Hoje, vinte e sete do três, eu tive uma daquelas crises de recaída misturada com a bela e velha visão de um futuro melhor.
A recaída não conta, dei fim nela com uma dose de coca-cola, um pouco de Rammstein e uns quadrinhos do Batman. Já a velha visão de um futuro melhor...
Não é bem de um futuro "melhor", mas é que eu as vezes fico imaginando coisas que eu acho que não passam na cabeça de outros garotos de dezessete anos.
Sabe, eu sempre tive vontade de ter um filho... Deixe-me flashbackiar um pouco e voltar à epoca que eu estava indo fazer o meu visto para vir para Taiwan.

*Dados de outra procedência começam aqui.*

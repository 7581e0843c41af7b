use chrono::{DateTime, Utc};
use hmac::{Hmac, Mac};
use sha2::Sha256;

use crate::config::StripeConfig;
use crate::error::DomainError;
use crate::gateways::{
    ChargeAmount, GatewayPaymentStatus, InitiatePaymentRequest, InitiatedPayment,
    PaymentGatewayAdapter, VerifyResult, VerifyStatus, WebhookEvent,
};
use crate::money::{tnd_to_usd, usd_to_cents};

pub const PROVIDER: &str = "stripe";

type HmacSha256 = Hmac<Sha256>;

/// Card-network gateway. Bills in USD cents through hosted Checkout Sessions;
/// webhooks are HMAC-signed and verified before any payload field is trusted.
pub struct StripeGateway {
    config: StripeConfig,
    client: reqwest::Client,
}

impl StripeGateway {
    pub fn new(config: StripeConfig, client: reqwest::Client) -> Self {
        StripeGateway { config, client }
    }
}

#[async_trait::async_trait]
impl PaymentGatewayAdapter for StripeGateway {
    fn name(&self) -> &'static str {
        PROVIDER
    }

    // bridges the home currency through the configured approximate rate;
    // charge-time pricing only, never refund-exact accounting
    fn charge_amount(&self, amount_home: f64) -> ChargeAmount {
        ChargeAmount {
            amount_minor: usd_to_cents(tnd_to_usd(amount_home, self.config.usd_per_tnd)),
            currency: "USD".to_string(),
        }
    }

    async fn initiate_payment(
        &self,
        request: InitiatePaymentRequest,
    ) -> Result<InitiatedPayment, DomainError> {
        let url = format!("{}/v1/checkout/sessions", self.config.api_base_url);
        let currency = request.currency.to_lowercase();
        let body: Vec<(String, String)> = vec![
            ("mode".to_string(), "payment".to_string()),
            ("client_reference_id".to_string(), request.order_id.clone()),
            ("customer_email".to_string(), request.email.clone()),
            (
                "line_items[0][price_data][currency]".to_string(),
                currency,
            ),
            (
                "line_items[0][price_data][unit_amount]".to_string(),
                request.amount_minor.to_string(),
            ),
            (
                "line_items[0][price_data][product_data][name]".to_string(),
                request.description.clone(),
            ),
            ("line_items[0][quantity]".to_string(), "1".to_string()),
            ("success_url".to_string(), self.config.success_url.clone()),
            ("cancel_url".to_string(), self.config.cancel_url.clone()),
            ("metadata[order_id]".to_string(), request.order_id.clone()),
            (
                "payment_intent_data[metadata][order_id]".to_string(),
                request.order_id.clone(),
            ),
        ];

        let resp = self
            .client
            .post(url)
            .bearer_auth(&self.config.secret_key)
            .form(&body)
            .timeout(std::time::Duration::from_millis(self.config.timeout_ms))
            .send()
            .await;

        match resp {
            Ok(r) if r.status().is_success() => {
                let v: serde_json::Value = r.json().await.map_err(|e| {
                    DomainError::Gateway(format!("stripe returned unreadable session: {e}"))
                })?;
                let session_id = v.get("id").and_then(|id| id.as_str());
                let checkout_url = v.get("url").and_then(|u| u.as_str());
                match (session_id, checkout_url) {
                    (Some(session_id), Some(checkout_url)) => Ok(InitiatedPayment {
                        provider_reference: session_id.to_string(),
                        checkout_url: checkout_url.to_string(),
                        amount_minor: request.amount_minor,
                        order_id: request.order_id,
                    }),
                    _ => Err(DomainError::Gateway(
                        "stripe session is missing id or url".to_string(),
                    )),
                }
            }
            Ok(r) => {
                let status = r.status();
                let body = r.text().await.unwrap_or_default();
                let reason = serde_json::from_str::<serde_json::Value>(&body)
                    .ok()
                    .and_then(|v| {
                        v.get("error")
                            .and_then(|e| e.get("message"))
                            .and_then(|m| m.as_str())
                            .map(str::to_string)
                    })
                    .unwrap_or_else(|| body.chars().take(200).collect());
                Err(DomainError::Gateway(format!(
                    "stripe rejected checkout session: HTTP {} {}",
                    status.as_u16(),
                    reason
                )))
            }
            Err(e) if e.is_timeout() => Err(DomainError::GatewayTimeout(format!(
                "stripe checkout session timed out: {e}"
            ))),
            Err(e) => Err(DomainError::Gateway(format!(
                "stripe checkout session request failed: {e}"
            ))),
        }
    }

    async fn verify_payment(&self, provider_reference: &str) -> VerifyResult {
        let url = format!(
            "{}/v1/checkout/sessions/{}",
            self.config.api_base_url, provider_reference
        );
        let resp = self
            .client
            .get(url)
            .bearer_auth(&self.config.secret_key)
            .timeout(std::time::Duration::from_millis(self.config.timeout_ms))
            .send()
            .await;

        match resp {
            Ok(r) if r.status().is_success() => match r.json::<serde_json::Value>().await {
                Ok(raw) => normalize_session(raw),
                Err(e) => VerifyResult::transport_error(format!(
                    "stripe session response is not valid JSON: {e}"
                )),
            },
            Ok(r) => VerifyResult::transport_error(format!(
                "stripe session retrieval returned HTTP {}",
                r.status().as_u16()
            )),
            Err(e) => VerifyResult::transport_error(format!("stripe session retrieval failed: {e}")),
        }
    }

    /// Stripe-Signature scheme: HMAC-SHA256 over `{t}.{payload}`, hex in v1.
    /// A missing webhook secret is the explicit insecure mode configured at
    /// startup; verification is then skipped entirely.
    fn validate_webhook_signature(&self, payload: &[u8], signature: Option<&str>) -> bool {
        let Some(secret) = &self.config.webhook_secret else {
            return true;
        };
        let Some(header) = signature else {
            return false;
        };

        let mut timestamp: Option<&str> = None;
        let mut provided: Option<&str> = None;
        for part in header.split(',') {
            if let Some(rest) = part.strip_prefix("t=") {
                timestamp = Some(rest);
            } else if let Some(rest) = part.strip_prefix("v1=") {
                provided = Some(rest);
            }
        }
        let (Some(timestamp), Some(provided)) = (timestamp, provided) else {
            return false;
        };
        let Ok(provided) = hex::decode(provided) else {
            return false;
        };

        let signed_payload = format!("{}.{}", timestamp, String::from_utf8_lossy(payload));
        let Ok(mut mac) = HmacSha256::new_from_slice(secret.as_bytes()) else {
            return false;
        };
        mac.update(signed_payload.as_bytes());
        let expected = mac.finalize().into_bytes();

        expected[..] == provided[..]
    }

    fn process_webhook(
        &self,
        payload: &[u8],
        signature: Option<&str>,
    ) -> Result<WebhookEvent, DomainError> {
        if !self.validate_webhook_signature(payload, signature) {
            return Err(DomainError::SignatureInvalid);
        }

        let raw: serde_json::Value = serde_json::from_slice(payload).map_err(|e| {
            DomainError::InvalidState(format!("stripe webhook payload is not valid JSON: {e}"))
        })?;
        let event_type = raw
            .get("type")
            .and_then(|t| t.as_str())
            .unwrap_or("")
            .to_string();
        let object = raw
            .pointer("/data/object")
            .cloned()
            .unwrap_or(serde_json::Value::Null);

        Ok(normalize_event(&event_type, &object, raw))
    }
}

/// Collapses Stripe's event taxonomy into the normalized event shape. Events
/// outside the handled set map to `Unknown`.
pub fn normalize_event(
    event_type: &str,
    object: &serde_json::Value,
    raw: serde_json::Value,
) -> WebhookEvent {
    let metadata_order_id = object
        .pointer("/metadata/order_id")
        .and_then(|v| v.as_str())
        .map(str::to_string);

    let (status, provider_reference, order_id, transaction_id, amount_minor) = match event_type {
        "checkout.session.completed" => (
            GatewayPaymentStatus::Completed,
            object.get("id").and_then(|v| v.as_str()).map(str::to_string),
            object
                .get("client_reference_id")
                .and_then(|v| v.as_str())
                .map(str::to_string)
                .or(metadata_order_id),
            object
                .get("payment_intent")
                .and_then(|v| v.as_str())
                .map(str::to_string),
            object.get("amount_total").and_then(|v| v.as_i64()),
        ),
        "checkout.session.expired" => (
            GatewayPaymentStatus::Cancelled,
            object.get("id").and_then(|v| v.as_str()).map(str::to_string),
            object
                .get("client_reference_id")
                .and_then(|v| v.as_str())
                .map(str::to_string)
                .or(metadata_order_id),
            None,
            object.get("amount_total").and_then(|v| v.as_i64()),
        ),
        "payment_intent.succeeded" => (
            GatewayPaymentStatus::Completed,
            None,
            metadata_order_id,
            object.get("id").and_then(|v| v.as_str()).map(str::to_string),
            object
                .get("amount_received")
                .or_else(|| object.get("amount"))
                .and_then(|v| v.as_i64()),
        ),
        "payment_intent.payment_failed" => (
            GatewayPaymentStatus::Failed,
            None,
            metadata_order_id,
            object.get("id").and_then(|v| v.as_str()).map(str::to_string),
            object.get("amount").and_then(|v| v.as_i64()),
        ),
        "charge.refunded" => (
            GatewayPaymentStatus::Refunded,
            None,
            metadata_order_id,
            object
                .get("payment_intent")
                .and_then(|v| v.as_str())
                .map(str::to_string),
            object.get("amount_refunded").and_then(|v| v.as_i64()),
        ),
        _ => (GatewayPaymentStatus::Unknown, None, metadata_order_id, None, None),
    };

    WebhookEvent {
        provider: PROVIDER,
        event_type: event_type.to_string(),
        status,
        provider_reference,
        order_id,
        transaction_id,
        amount_minor,
        raw,
    }
}

/// Pure normalization of a retrieved Checkout Session.
pub fn normalize_session(raw: serde_json::Value) -> VerifyResult {
    let payment_status = raw.get("payment_status").and_then(|v| v.as_str());
    let session_status = raw.get("status").and_then(|v| v.as_str());

    let status = match (payment_status, session_status) {
        (Some("paid"), _) | (Some("no_payment_required"), _) => VerifyStatus::Completed,
        (_, Some("expired")) => VerifyStatus::Cancelled,
        (Some("unpaid"), Some("open")) => VerifyStatus::Pending,
        (Some("unpaid"), Some("complete")) => VerifyStatus::Pending,
        _ => VerifyStatus::Unknown,
    };

    let payment_date = raw
        .get("created")
        .and_then(|v| v.as_i64())
        .and_then(|secs| DateTime::<Utc>::from_timestamp(secs, 0));

    VerifyResult {
        success: status == VerifyStatus::Completed,
        status,
        amount_minor: raw.get("amount_total").and_then(|v| v.as_i64()),
        order_id: raw
            .get("client_reference_id")
            .and_then(|v| v.as_str())
            .map(str::to_string)
            .or_else(|| {
                raw.pointer("/metadata/order_id")
                    .and_then(|v| v.as_str())
                    .map(str::to_string)
            }),
        transaction_id: raw
            .get("payment_intent")
            .and_then(|v| v.as_str())
            .map(str::to_string),
        payment_date,
        message: None,
        raw,
    }
}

Teve um dia que eu estava lá quieto no consulado esperando ser atendido e chegou um ofice-boy pra entregar alguma coisa, chegando lá ele encontrou com um conhecido dele e começaram a conversar, eu que estava sem fazer nada me antenei na conversa deles e ouvi algo sobre filhos. O ofice-boy, que não deveria ter mais do que uns vinte e três anos estava falando sobre o filhinho dele que é novo e que apesar de dar muito trabalho ele amava de mais e o outro cara dizia que o filho dele era um pouco mais velho e que uma das experiências mais legais que ele já tinha passado até então era ouvir o filho dele chamando ele pra ir no parque jogar Futebol.
Eu não sou fan de futebol e talvez meu filho me chame para uma partida de videogame mas esse não é o caso.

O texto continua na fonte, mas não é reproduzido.